1) Hit the ice before the puck.

Think of it like a bunker shot in golf.

Hitting the ice behind the puck puts the flex in the shaft that generates all the torque, power, flex, whatever you want to call it that makes guys like Shea Weber able to bomb pucks through the net.

I assure you, the puck doesn't weigh enough to make a stick do that.

2) You see how Bill Guerin’s head is up and looking at the net? Yeah, don’t do that.

I mean, holy shit, if you can, go nuts, but I’m guessing you’re a once-a-week rec leaguer, so firing bombs with your head up is most likely going to mean strike one, and nobody’s throwing you another pitch. That shot isn’t in my bag of tricks either.

Kris Letang, Andrew MacDonald, Patrick Marleau and many others have this in their arsenal. For you, once you make the decision to pull the trigger, look up, pick a spot, then look down and hammer that thing. That’s the beauty of the slapshot in rec league – if you get all of it, your accuracy doesn’t have to be perfect.

3) Another golf analogy: you have to hit down on the ball to make it go up, let the loft do the work.

With a slapshot, you want to keep the blade closed and let the flex of the shaft do the work.

Too many people open their blade and slice at the puck to get it off the ice – you can’t be accurate doing that, you can’t shoot it hard, and it just doesn’t look right.

4) For additional power, pull back with your top hand as you’re moving through the puck.

One of the real perks of playing college/pro hockey is getting unlimited ice time before and after practice. But for me, I couldn’t go work on my slapshot without wearing shoulder pads, because I pull my top hand into my body so hard.

You may not hit your body depending on your style, but it still doesn’t hurt to pull back a bit with that top mitt.
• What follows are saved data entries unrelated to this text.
//! One in-flight sampler run on its own OS thread.

use std::sync::atomic::{AtomicBool, AtomicU64, Ordering};
use std::sync::Arc;
use std::thread::{self, JoinHandle};
use std::time::{Duration, Instant};

use cellmem_core::probe::Backends;

use crate::sampler::{run, SamplerConfig, SamplerOutcome};
use crate::tracking::PeakTracker;

/// Handle to a detached sampler run.
///
/// The cancel flag is level-triggered: it stays set, so a loop that checks
/// late still exits on its next iteration. Dropping the handle neither
/// cancels nor joins the thread.
pub struct SamplerHandle {
    cancel: Arc<AtomicBool>,
    iterations: Arc<AtomicU64>,
    tracker: Arc<PeakTracker>,
    max_iterations: u64,
    started: Instant,
    thread: Option<JoinHandle<SamplerOutcome>>,
}

impl SamplerHandle {
    /// Spawn a sampler run over a fresh `tracker`.
    ///
    /// If the OS refuses to spawn a thread, the run is performed as zero
    /// ticks: the handle behaves as already finished and the tracker stays
    /// empty, which the accountant reports as `peaked = 0`.
    pub fn spawn(tracker: Arc<PeakTracker>, backends: Backends, cfg: SamplerConfig) -> Self {
        let cancel = Arc::new(AtomicBool::new(false));
        let iterations = Arc::new(AtomicU64::new(0));

        let thread = {
            let cancel = Arc::clone(&cancel);
            let iterations = Arc::clone(&iterations);
            let tracker = Arc::clone(&tracker);
            thread::Builder::new()
                .name("cellmem-peak-sampler".into())
                .spawn(move || run(&cancel, &tracker, &backends, cfg, &iterations))
        };

        let thread = match thread {
            Ok(t) => Some(t),
            Err(e) => {
                tracing::warn!(error = %e, "could not spawn peak sampler thread; peaks will read as 0");
                None
            }
        };

        Self {
            cancel,
            iterations,
            tracker,
            max_iterations: cfg.max_iterations,
            started: Instant::now(),
            thread,
        }
    }

    /// Ask the loop to stop. Returns immediately.
    pub fn cancel(&self) {
        self.cancel.store(true, Ordering::Release);
    }

    pub fn is_cancelled(&self) -> bool {
        self.cancel.load(Ordering::Acquire)
    }

    /// Ticks completed so far.
    pub fn iterations(&self) -> u64 {
        self.iterations.load(Ordering::Acquire)
    }

    /// The run reached its iteration ceiling (it stopped, or is about to,
    /// without a cancel).
    pub fn hit_ceiling(&self) -> bool {
        self.iterations() >= self.max_iterations
    }

    pub fn elapsed(&self) -> Duration {
        self.started.elapsed()
    }

    pub fn tracker(&self) -> &Arc<PeakTracker> {
        &self.tracker
    }

    pub fn is_finished(&self) -> bool {
        self.thread.as_ref().map_or(true, |t| t.is_finished())
    }

    /// Block until the loop ends. The session never calls this; it exists
    /// for tools that want the exact outcome.
    pub fn join(mut self) -> SamplerOutcome {
        let fallback = SamplerOutcome::Cancelled {
            iterations: self.iterations(),
        };
        match self.thread.take() {
            Some(t) => t.join().unwrap_or(fallback),
            None => fallback,
        }
    }
}

impl std::fmt::Debug for SamplerHandle {
    fn fmt(&self, f: &mut std::fmt::Formatter<'_>) -> std::fmt::Result {
        f.debug_struct("SamplerHandle")
            .field("cancelled", &self.is_cancelled())
            .field("iterations", &self.iterations())
            .field("elapsed", &self.elapsed())
            .finish()
    }
}

#[cfg(test)]
mod tests {
    use super::*;

    use cellmem_probe::ManualProbe;

    #[test]
    fn cancel_stops_a_running_sampler() {
        let host = ManualProbe::new(64);
        let backends = Backends::host_only(Arc::new(host));
        let tracker = Arc::new(PeakTracker::new());
        let cfg = SamplerConfig {
            poll_interval: Duration::from_millis(1),
            max_iterations: 1_000_000,
        };

        let handle = SamplerHandle::spawn(Arc::clone(&tracker), backends, cfg);
        let deadline = Instant::now() + Duration::from_secs(5);
        while tracker.host_peak().is_none() && Instant::now() < deadline {
            thread::sleep(Duration::from_millis(1));
        }
        handle.cancel();
        let outcome = handle.join();

        assert!(!outcome.is_runaway());
        assert_eq!(tracker.host_peak(), Some(64));
    }
}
(One more thought: don’t hold the pose at the top. Again, like a golf swing. BackandthroughBOOM.)

***

Short passes, short passes, short passes

If you’ve ever played ultimate frisbee, you know the rule – after three steps, you have to pass the frisbee. Because of this, you often see two players running up the field side by side, just tossing it back and forth every couple steps.
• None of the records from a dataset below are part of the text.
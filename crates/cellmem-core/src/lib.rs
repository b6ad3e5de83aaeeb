#![forbid(unsafe_code)]
//! cellmem-core: shared types, ids, configuration, errors, and backend traits.
//!
//! Nothing in this crate spawns threads or queries memory. Measurement
//! backends implement the traits in [`probe`]; the sampler and session
//! crates only ever see them through [`probe::Backends`].

pub mod config;
pub mod error;
pub mod id;
pub mod prelude;
pub mod probe;
pub mod types;
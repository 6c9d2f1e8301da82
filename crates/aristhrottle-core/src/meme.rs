//! Memes: the items users vote on, bookmark and share.
//!
//! The API is loose about shapes: tags arrive as bare names or as populated
//! documents, the creator as an id or a user object, counts either directly
//! or as id arrays. [`MemeRecord`] accepts all of them; [`Meme`] is the single
//! canonical shape the rest of the workspace sees.

use std::fmt;

use chrono::{DateTime, Utc};
use serde::{Deserialize, Serialize};

use crate::{Error, Result};

// ─── Identifiers ─────────────────────────────────────────────────────────────

/// Opaque backend identifier of a meme.
#[derive(
  Debug, Clone, PartialEq, Eq, Hash, PartialOrd, Ord, Serialize, Deserialize,
)]
#[serde(transparent)]
pub struct MemeId(String);

impl MemeId {
  pub fn new(id: impl Into<String>) -> Self { Self(id.into()) }

  pub fn as_str(&self) -> &str { &self.0 }
}

impl fmt::Display for MemeId {
  fn fmt(&self, f: &mut fmt::Formatter<'_>) -> fmt::Result {
    f.write_str(&self.0)
  }
}

/// Opaque backend identifier of a user.
#[derive(
  Debug, Clone, PartialEq, Eq, Hash, PartialOrd, Ord, Serialize, Deserialize,
)]
#[serde(transparent)]
pub struct UserId(String);

impl UserId {
  pub fn new(id: impl Into<String>) -> Self { Self(id.into()) }

  pub fn as_str(&self) -> &str { &self.0 }
}

impl fmt::Display for UserId {
  fn fmt(&self, f: &mut fmt::Formatter<'_>) -> fmt::Result {
    f.write_str(&self.0)
  }
}

// ─── Canonical shape ─────────────────────────────────────────────────────────

/// A tag attached to a meme. Only populated documents carry an id.
#[derive(Debug, Clone, PartialEq, Eq, Serialize, Deserialize)]
pub struct Tag {
  pub id:   Option<String>,
  pub name: String,
}

/// The creator of a meme.
#[derive(Debug, Clone, PartialEq, Eq, Serialize, Deserialize)]
pub struct Owner {
  pub id:       UserId,
  pub username: Option<String>,
}

/// Per-viewer engagement state of a meme.
///
/// `has_user_voted` and `is_bookmarked` are relative to the viewer the meme
/// was fetched for; without a session both are `false`.
#[derive(
  Debug, Clone, Copy, Default, PartialEq, Eq, Serialize, Deserialize,
)]
pub struct Counters {
  pub vote_count:     u64,
  pub has_user_voted: bool,
  pub bookmark_count: u64,
  pub is_bookmarked:  bool,
  /// Never decreases locally; there is no un-share.
  pub share_count:    u64,
}

/// A meme as every view sees it.
#[derive(Debug, Clone, PartialEq, Serialize, Deserialize)]
pub struct Meme {
  pub id:            MemeId,
  pub name:          String,
  pub image_url:     String,
  pub owner:         Owner,
  pub tags:          Vec<Tag>,
  pub counters:      Counters,
  pub created_at:    DateTime<Utc>,
  /// Leaderboard percentile, when the server has ranked the meme.
  pub in_percentile: Option<f64>,
  pub is_onchain:    bool,
}

impl Meme {
  pub fn is_owned_by(&self, user: &UserId) -> bool { &self.owner.id == user }

  pub fn tag_names(&self) -> impl Iterator<Item = &str> {
    self.tags.iter().map(|t| t.name.as_str())
  }
}

// ─── Wire shape ──────────────────────────────────────────────────────────────

/// A tag as sent by the API: either a bare name or a populated document.
#[derive(Debug, Clone, Deserialize)]
#[serde(untagged)]
pub enum TagRecord {
  Name(String),
  Document {
    #[serde(rename = "_id", default)]
    id:   Option<String>,
    name: String,
  },
}

impl From<TagRecord> for Tag {
  fn from(record: TagRecord) -> Self {
    match record {
      TagRecord::Name(name) => Tag { id: None, name },
      TagRecord::Document { id, name } => Tag { id, name },
    }
  }
}

/// The `created_by` field: a bare user id or a populated user.
#[derive(Debug, Clone, Deserialize)]
#[serde(untagged)]
pub enum CreatorRecord {
  Id(String),
  User {
    #[serde(rename = "_id")]
    id:       String,
    #[serde(default)]
    username: Option<String>,
  },
}

impl From<CreatorRecord> for Owner {
  fn from(record: CreatorRecord) -> Self {
    match record {
      CreatorRecord::Id(id) => Owner { id: UserId::new(id), username: None },
      CreatorRecord::User { id, username } => {
        Owner { id: UserId::new(id), username }
      }
    }
  }
}

/// A meme exactly as the API serialises it.
#[derive(Debug, Clone, Default, Deserialize)]
pub struct MemeRecord {
  #[serde(rename = "_id", default)]
  pub id:             Option<String>,
  #[serde(default)]
  pub name:           String,
  #[serde(default)]
  pub image_url:      String,
  #[serde(default)]
  pub vote_count:     Option<i64>,
  #[serde(default, alias = "voted")]
  pub has_user_voted: Option<bool>,
  #[serde(default)]
  pub bookmark_count: Option<i64>,
  #[serde(default)]
  pub is_bookmarked:  Option<bool>,
  #[serde(default)]
  pub bookmarks:      Vec<String>,
  #[serde(default)]
  pub share_count:    Option<i64>,
  #[serde(default)]
  pub shares:         Vec<String>,
  #[serde(default)]
  pub created_by:     Option<CreatorRecord>,
  #[serde(default)]
  pub tags:           Vec<TagRecord>,
  #[serde(rename = "createdAt", default)]
  pub created_at:     Option<DateTime<Utc>>,
  #[serde(default)]
  pub in_percentile:  Option<f64>,
  #[serde(default)]
  pub is_onchain:     Option<bool>,
}

fn clamp(n: i64) -> u64 { u64::try_from(n).unwrap_or(0) }

impl MemeRecord {
  /// Parse a record out of an arbitrary JSON document.
  pub fn from_value(value: serde_json::Value) -> Result<Self> {
    Ok(serde_json::from_value(value)?)
  }

  /// Normalise into a [`Meme`] for `viewer`.
  ///
  /// Viewer-relative flags are `false` when there is no viewer, whatever the
  /// server claims.
  pub fn into_meme(self, viewer: Option<&UserId>) -> Result<Meme> {
    let id = self.id.ok_or(Error::MissingField("_id"))?;
    let owner = self.created_by.ok_or(Error::MissingField("created_by"))?;
    let created_at = self.created_at.ok_or(Error::MissingField("createdAt"))?;

    let in_bookmarks = viewer
      .is_some_and(|v| self.bookmarks.iter().any(|b| b == v.as_str()));

    let counters = Counters {
      vote_count:     self.vote_count.map(clamp).unwrap_or(0),
      has_user_voted: viewer.is_some() && self.has_user_voted.unwrap_or(false),
      bookmark_count: self
        .bookmark_count
        .map(clamp)
        .unwrap_or(self.bookmarks.len() as u64),
      is_bookmarked:  viewer.is_some()
        && self.is_bookmarked.unwrap_or(in_bookmarks),
      share_count:    self
        .share_count
        .map(clamp)
        .unwrap_or(self.shares.len() as u64),
    };

    Ok(Meme {
      id: MemeId::new(id),
      name: self.name,
      image_url: self.image_url,
      owner: owner.into(),
      tags: self.tags.into_iter().map(Tag::from).collect(),
      counters,
      created_at,
      in_percentile: self.in_percentile,
      is_onchain: self.is_onchain.unwrap_or(false),
    })
  }
}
It’s super-effective, and tough to defend.

It’s not until someone goes for the homerun zinger to a teammate downfield that a turnover happens.

In hockey, you absolutely shouldn’t be afraid to move the puck, and to move it a matter of feet to a teammate. Most rec players play so little hockey, and you only get so few shifts, that actually getting the damn thing once in awhile is fun, and makes it tempting to keep. But if everyone is doing this, you’ll get it back.

So move it up, move it back, move it sideways, just move it – short passes are easy to complete (as I discussed in my last “rec hockey tips” post), and makes it awfully tough on the defense.

Comments (15)

  1. One more point on the clappers: for the love of god do NOT try and one-time it. You are not good enough to connect on it, and even if you do you’ll probably miss the net, and if you hit the net it was probably luck and the puck did not go to the spot you wanted. Further, one timers are necessary in the NHL because the goalies are so damn good. In rec leagues you are better off stopping the pass and taking a quick snapper than trying to one-time the slapshot. Goalies in rec league will still not be set and you will be much more accurate with the shot.

    Note: the “you” is not directed at Bourne, as I bet he is one of the few rec leaguers capable of pulling off a decent one-t

  2. As a goalie, when I see a guy load up a roof-scrappeing slapper, I’m pushing out and going down. Especially cause no one keeps their head up while taking that shot. Easy save.

  3. The last one was better… What about the rec player that knows how to play hockey but has a full time job and can’t play more than once or twice a week???

  4. FYI, if you ever actually played ultimate you would know that you have to plant a foot as soon as you can after you catch the disc and throw from there (you only get three steps in high school, or at the beach with friends)
    However, short passes are still super effective in Ultimate, so the tip still stands ;)
    I for one, am one of those that sticks to the wristers and the snap shots.

    • Sorry, Justin’s right. You’re not required to establish a pivot provided that you don’t change speed or direction, and that you release the disc prior to making three ground contacts after establishing possession.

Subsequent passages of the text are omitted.